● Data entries
/// Configuration management for the Trolley server
use crate::error::{ApiError, ApiResult};
use serde::{Deserialize, Serialize};
use std::env;
use std::path::PathBuf;

/// Main server configuration
#[derive(Debug, Clone, Serialize, Deserialize)]
pub struct ServerConfig {
    pub service: ServiceConfig,
    pub storage: StorageConfig,
    pub auth: AuthConfig,
}

/// Service-level configuration
#[derive(Debug, Clone, Serialize, Deserialize)]
pub struct ServiceConfig {
    pub hostname: String,
    pub port: u16,
}

/// Storage configuration
#[derive(Debug, Clone, Serialize, Deserialize)]
pub struct StorageConfig {
    pub data_directory: PathBuf,
    pub database: PathBuf,
    /// Root of the per-user blob directories
    pub uploads_directory: PathBuf,
}

/// Authentication configuration
#[derive(Debug, Clone, Serialize, Deserialize)]
pub struct AuthConfig {
    pub session_ttl_hours: i64,
}

impl ServerConfig {
    /// Load configuration from environment variables, with defaults
    pub fn from_env() -> ApiResult<Self> {
        let data_directory = PathBuf::from(env_or("TROLLEY_DATA_DIR", "./data"));

        Ok(Self {
            service: ServiceConfig {
                hostname: env_or("TROLLEY_HOSTNAME", "127.0.0.1"),
                port: parse_env("TROLLEY_PORT", 3000)?,
            },
            storage: StorageConfig {
                database: data_directory.join("trolley.db"),
                uploads_directory: PathBuf::from(env_or("TROLLEY_UPLOAD_DIR", "./uploads")),
                data_directory,
            },
            auth: AuthConfig {
                session_ttl_hours: parse_env("TROLLEY_SESSION_TTL_HOURS", 24 * 30)?,
            },
        })
    }

    /// Validate the configuration
    pub fn validate(&self) -> ApiResult<()> {
        if self.auth.session_ttl_hours <= 0 {
            return Err(ApiError::Internal(
                "TROLLEY_SESSION_TTL_HOURS must be positive".to_string(),
            ));
        }

        Ok(())
    }
}

fn env_or(key: &str, default: &str) -> String {
    env::var(key).unwrap_or_else(|_| default.to_string())
}

fn parse_env<T: std::str::FromStr>(key: &str, default: T) -> ApiResult<T> {
    match env::var(key) {
        Ok(value) => value
            .parse()
            .map_err(|_| ApiError::Internal(format!("{} has an invalid value", key))),
        Err(_) => Ok(default),
    }
}
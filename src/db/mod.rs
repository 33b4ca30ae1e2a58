/// Database layer
///
/// Manages the SQLite connection pool and schema migrations.
use crate::error::{ApiError, ApiResult};
use sqlx::sqlite::{SqliteConnectOptions, SqliteJournalMode, SqlitePool, SqlitePoolOptions};
use std::path::Path;

/// Migrations embedded at compile time from ./migrations
pub static MIGRATOR: sqlx::migrate::Migrator = sqlx::migrate!("./migrations");

/// Database connection options
#[derive(Debug, Clone)]
pub struct DatabaseOptions {
    pub max_connections: u32,
    pub enable_wal: bool,
}

impl Default for DatabaseOptions {
    fn default() -> Self {
        Self {
            max_connections: 10,
            enable_wal: true,
        }
    }
}

/// Create a SQLite connection pool
pub async fn create_pool(path: &Path, options: DatabaseOptions) -> ApiResult<SqlitePool> {
    // Ensure parent directory exists
    if let Some(parent) = path.parent() {
        tokio::fs::create_dir_all(parent).await?;
    }

    let pool = SqlitePoolOptions::new()
        .max_connections(options.max_connections)
        .connect_with(
            SqliteConnectOptions::new()
                .filename(path)
                .create_if_missing(true)
                .journal_mode(if options.enable_wal {
                    SqliteJournalMode::Wal
                } else {
                    SqliteJournalMode::Delete
                })
                .foreign_keys(true)
                .busy_timeout(std::time::Duration::from_secs(5)),
        )
        .await
        .map_err(ApiError::Database)?;

    Ok(pool)
}

/// Run migrations for a database
pub async fn run_migrations(pool: &SqlitePool) -> ApiResult<()> {
    MIGRATOR
        .run(pool)
        .await
        .map_err(|e| ApiError::Internal(format!("Migration failed: {}", e)))?;

    Ok(())
}

/// Whether a sqlx error is a UNIQUE constraint violation
pub fn is_unique_violation(e: &sqlx::Error) -> bool {
    matches!(e, sqlx::Error::Database(d) if matches!(d.kind(), sqlx::error::ErrorKind::UniqueViolation))
}

/// Test database connection
pub async fn test_connection(pool: &SqlitePool) -> ApiResult<()> {
    sqlx::query("SELECT 1")
        .execute(pool)
        .await
        .map_err(ApiError::Database)?;

    Ok(())
}

/// In-memory pool with the schema applied, for unit tests.
///
/// Pinned to one connection: every fresh connection to `:memory:` would
/// otherwise see its own empty database.
#[cfg(test)]
pub async fn test_pool() -> SqlitePool {
    use std::str::FromStr;

    let pool = SqlitePoolOptions::new()
        .max_connections(1)
        .connect_with(
            SqliteConnectOptions::from_str("sqlite::memory:")
                .unwrap()
                .foreign_keys(true),
        )
        .await
        .unwrap();

    MIGRATOR.run(&pool).await.unwrap();

    pool
}
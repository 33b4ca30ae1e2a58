/// Item Image Subsystem
///
/// Accepts uploaded image files, validates them against a closed type allow
/// list, persists them to the per-user blob store, and links them to item
/// records one-to-one inside a database transaction. Replacement and
/// deletion remove the previous blob only after the metadata commit, so no
/// row ever points at a missing blob.

pub mod metadata;
pub mod ownership;
pub mod service;
pub mod types;

pub use metadata::ImageRecord;
pub use ownership::OwnershipOracle;
pub use service::{ImageService, ImageUpload, MAX_IMAGE_BYTES};
pub use types::ImageType;
/// Registration, login, and session endpoints
use crate::{
    account::Principal,
    auth,
    context::AppContext,
    error::ApiResult,
};
use axum::{
    extract::State,
    http::{HeaderMap, StatusCode},
    routing::{delete, post},
    Json, Router,
};
use serde::{Deserialize, Serialize};

/// Build user routes
pub fn routes() -> Router<AppContext> {
    Router::new()
        .route("/api/register", post(register))
        .route("/api/auth", post(login).get(current_user))
        .route("/api/logout", delete(logout))
}

#[derive(Debug, Deserialize)]
struct CredentialsRequest {
    email: String,
    password: String,
}

#[derive(Debug, Serialize)]
struct UserResponse {
    #[serde(rename = "_id")]
    id: i64,
    email: String,
}

#[derive(Debug, Serialize)]
struct SessionResponse {
    #[serde(rename = "_id")]
    id: i64,
    email: String,
    token: String,
}

/// Register a new user
async fn register(
    State(ctx): State<AppContext>,
    Json(req): Json<CredentialsRequest>,
) -> ApiResult<Json<UserResponse>> {
    let user = ctx.accounts.register(&req.email, &req.password).await?;

    Ok(Json(UserResponse {
        id: user.id,
        email: user.email,
    }))
}

/// Authenticate and open a session; the returned token goes into the
/// Authorization header of subsequent requests
async fn login(
    State(ctx): State<AppContext>,
    Json(req): Json<CredentialsRequest>,
) -> ApiResult<Json<SessionResponse>> {
    let (user, session) = ctx.accounts.login(&req.email, &req.password).await?;

    Ok(Json(SessionResponse {
        id: user.id,
        email: user.email,
        token: session.token,
    }))
}

/// The currently logged-in user
async fn current_user(principal: Principal) -> Json<UserResponse> {
    Json(UserResponse {
        id: principal.user_id,
        email: principal.email,
    })
}

/// Delete the caller's session
async fn logout(State(ctx): State<AppContext>, headers: HeaderMap) -> ApiResult<StatusCode> {
    if let Some(token) = auth::extract_bearer_token(&headers) {
        ctx.accounts.logout(&token).await?;
    }

    Ok(StatusCode::OK)
}
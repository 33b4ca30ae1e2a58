/// HTTP server setup and routing
use crate::{
    context::AppContext,
    error::{ApiError, ApiResult, ErrorBody},
};
use axum::{
    http::{header, HeaderName, Method, StatusCode},
    response::Json,
    routing::get,
    Router,
};
use serde_json::json;
use tower_http::{
    cors::{Any, CorsLayer},
    trace::TraceLayer,
};
use tracing::info;

/// Build the main application router
pub fn build_router(ctx: AppContext) -> Router {
    let cors = CorsLayer::new()
        .allow_origin(Any)
        .allow_methods([Method::GET, Method::POST, Method::PUT, Method::DELETE])
        .allow_headers([
            header::CONTENT_TYPE,
            header::AUTHORIZATION,
            HeaderName::from_static("x-session-id"),
        ]);

    Router::new()
        // Health check endpoint (no auth)
        .route("/health", get(health_check))
        // API routes
        .merge(crate::api::routes())
        .with_state(ctx)
        .layer(cors)
        .layer(TraceLayer::new_for_http())
        .fallback(not_found)
}

/// Health check handler
async fn health_check() -> Json<serde_json::Value> {
    Json(json!({
        "status": "ok",
        "version": env!("CARGO_PKG_VERSION")
    }))
}

/// 404 handler
async fn not_found() -> (StatusCode, Json<ErrorBody>) {
    (
        StatusCode::NOT_FOUND,
        Json(ErrorBody {
            field: "path".to_string(),
            code: "NOT_FOUND".to_string(),
        }),
    )
}

/// Start the HTTP server
pub async fn serve(ctx: AppContext) -> ApiResult<()> {
    let addr = format!("{}:{}", ctx.config.service.hostname, ctx.config.service.port);

    info!("Trolley listening on {}", addr);
    info!("   uploads: {}", ctx.config.storage.uploads_directory.display());

    let app = build_router(ctx);

    let listener = tokio::net::TcpListener::bind(&addr)
        .await
        .map_err(|e| ApiError::Internal(format!("Failed to bind to {}: {}", addr, e)))?;

    axum::serve(listener, app)
        .await
        .map_err(|e| ApiError::Internal(format!("Server error: {}", e)))?;

    Ok(())
}
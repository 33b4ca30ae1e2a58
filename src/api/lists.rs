/// Shopping list endpoints
use crate::{
    account::Principal,
    api::items::ItemResponse,
    context::AppContext,
    error::ApiResult,
    lists::{ItemDraft, List, ListDraft, ListSummary},
};
use axum::{
    extract::{Path, State},
    http::StatusCode,
    routing::{get, post},
    Json, Router,
};
use serde::{Deserialize, Serialize};
use serde_json::{json, Value};

/// Build list routes
pub fn routes() -> Router<AppContext> {
    Router::new()
        .route("/api/list", get(get_lists).post(add_list))
        .route("/api/list/import", post(import_lists))
        .route(
            "/api/list/:list_id",
            get(get_list)
                .put(update_list)
                .post(share_list)
                .delete(remove_list),
        )
}

#[derive(Debug, Deserialize)]
struct ListRequest {
    name: String,
}

#[derive(Debug, Deserialize)]
struct ShareRequest {
    email: String,
}

#[derive(Debug, Deserialize)]
struct ImportListRequest {
    name: String,
    #[serde(default)]
    items: Vec<ImportItemRequest>,
}

#[derive(Debug, Deserialize)]
struct ImportItemRequest {
    name: String,
    count: f64,
    #[serde(default)]
    purchased: bool,
}

/// A list as shown in the overview
#[derive(Debug, Serialize)]
#[serde(rename_all = "camelCase")]
struct ListResponse {
    #[serde(rename = "_id")]
    id: i64,
    name: String,
    owner_id: i64,
    items_count: i64,
}

/// A list with its items
#[derive(Debug, Serialize)]
#[serde(rename_all = "camelCase")]
struct ListDetailResponse {
    #[serde(rename = "_id")]
    id: i64,
    name: String,
    owner_id: i64,
    items: Vec<ItemResponse>,
}

impl From<ListSummary> for ListResponse {
    fn from(value: ListSummary) -> Self {
        ListResponse {
            id: value.id,
            name: value.name,
            owner_id: value.owner_id,
            items_count: value.items_count,
        }
    }
}

impl From<List> for ListResponse {
    fn from(value: List) -> Self {
        ListResponse {
            id: value.id,
            name: value.name,
            owner_id: value.owner_id,
            items_count: 0,
        }
    }
}

/// Create a new list owned by the caller
async fn add_list(
    State(ctx): State<AppContext>,
    principal: Principal,
    Json(req): Json<ListRequest>,
) -> ApiResult<Json<ListResponse>> {
    let list = ctx.lists.create(&principal, &req.name).await?;

    Ok(Json(list.into()))
}

/// All lists the caller owns or has been shared
async fn get_lists(
    State(ctx): State<AppContext>,
    principal: Principal,
) -> ApiResult<Json<Vec<ListResponse>>> {
    let lists = ctx.lists.list_accessible(&principal).await?;

    Ok(Json(lists.into_iter().map(ListResponse::from).collect()))
}

/// One list together with its items
async fn get_list(
    State(ctx): State<AppContext>,
    principal: Principal,
    Path(list_id): Path<i64>,
) -> ApiResult<Json<ListDetailResponse>> {
    let list = ctx.lists.require_access(list_id, &principal).await?;
    let items = ctx.items.list_for(list_id, &principal).await?;

    Ok(Json(ListDetailResponse {
        id: list.id,
        name: list.name,
        owner_id: list.owner_id,
        items: items.into_iter().map(ItemResponse::from).collect(),
    }))
}

/// Rename a list
async fn update_list(
    State(ctx): State<AppContext>,
    principal: Principal,
    Path(list_id): Path<i64>,
    Json(req): Json<ListRequest>,
) -> ApiResult<Json<ListResponse>> {
    let list = ctx.lists.rename(list_id, &principal, &req.name).await?;

    Ok(Json(list.into()))
}

/// Share a list with another user by email
async fn share_list(
    State(ctx): State<AppContext>,
    principal: Principal,
    Path(list_id): Path<i64>,
    Json(req): Json<ShareRequest>,
) -> ApiResult<Json<Value>> {
    ctx.lists.share(list_id, &principal, &req.email).await?;

    Ok(Json(json!({ "message": "shared" })))
}

/// Remove a list; image blobs of cascaded items are swept afterwards
async fn remove_list(
    State(ctx): State<AppContext>,
    principal: Principal,
    Path(list_id): Path<i64>,
) -> ApiResult<StatusCode> {
    let cascaded = ctx.lists.remove(list_id, &principal).await?;

    ctx.images
        .remove_blobs(cascaded.owner_id, &cascaded.stored_names)
        .await;

    Ok(StatusCode::NO_CONTENT)
}

/// Import guest drafts carried over from the browser after login
async fn import_lists(
    State(ctx): State<AppContext>,
    principal: Principal,
    Json(req): Json<Vec<ImportListRequest>>,
) -> ApiResult<StatusCode> {
    let drafts = req
        .into_iter()
        .map(|list| ListDraft {
            name: list.name,
            items: list
                .items
                .into_iter()
                .map(|item| ItemDraft {
                    name: item.name,
                    count: item.count,
                    purchased: item.purchased,
                })
                .collect(),
        })
        .collect();

    ctx.lists.import(&principal, drafts).await?;

    Ok(StatusCode::OK)
}
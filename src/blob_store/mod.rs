/// Blob storage for item images
///
/// Stores opaque byte blobs under per-user directories. Paths are built only
/// from the numeric owner id and an internally generated stored name, so no
/// path component ever derives from client input.

pub mod disk;

pub use disk::DiskBlobStore;

use async_trait::async_trait;
use axum::body::Bytes;
use futures::stream::Stream;
use std::pin::Pin;
use thiserror::Error;
use tokio::fs::File;

/// Errors raised by blob storage operations
#[derive(Error, Debug)]
pub enum StorageError {
    #[error("blob {user_id}/{stored_name} not found")]
    NotFound { user_id: i64, stored_name: String },

    #[error("upload exceeds the size limit of {limit} bytes")]
    TooLarge { limit: u64 },

    #[error("failed to write blob: {0}")]
    Write(#[source] std::io::Error),

    #[error("failed to read blob: {0}")]
    Read(#[source] std::io::Error),

    #[error("failed to delete blob: {0}")]
    Delete(#[source] std::io::Error),
}

/// Stream of uploaded file chunks, consumed exactly once
pub type ByteStream<'a> = Pin<Box<dyn Stream<Item = std::io::Result<Bytes>> + Send + 'a>>;

/// Readable, length-known handle to a stored blob
#[derive(Debug)]
pub struct BlobReader {
    pub file: File,
    pub size: u64,
}

/// Blob storage backend trait
#[async_trait]
pub trait BlobStore: Send + Sync {
    /// Stream a blob into the user's directory, enforcing `limit` bytes.
    ///
    /// Returns the number of bytes written. On any failure (IO or an
    /// oversized stream) nothing is left behind on disk.
    async fn write(
        &self,
        user_id: i64,
        stored_name: &str,
        body: ByteStream<'_>,
        limit: u64,
    ) -> Result<u64, StorageError>;

    /// Open a stored blob for reading
    async fn open(&self, user_id: i64, stored_name: &str) -> Result<BlobReader, StorageError>;

    /// Delete a stored blob; a missing file is not an error
    async fn delete(&self, user_id: i64, stored_name: &str) -> Result<(), StorageError>;
}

● What the task asks
Starting at the line that has "filename src/blob_store/mod.rs" and ending at the line that has "use axum::body::Bytes;", please write out the lines above exactly, leaving out all others.

● Result below
filename src/blob_store/mod.rs
/// Blob storage for item images
///
/// Stores opaque byte blobs under per-user directories. Paths are built only
/// from the numeric owner id and an internally generated stored name, so no
/// path component ever derives from client input.

pub mod disk;

pub use disk::DiskBlobStore;

use async_trait::async_trait;
use axum::body::Bytes;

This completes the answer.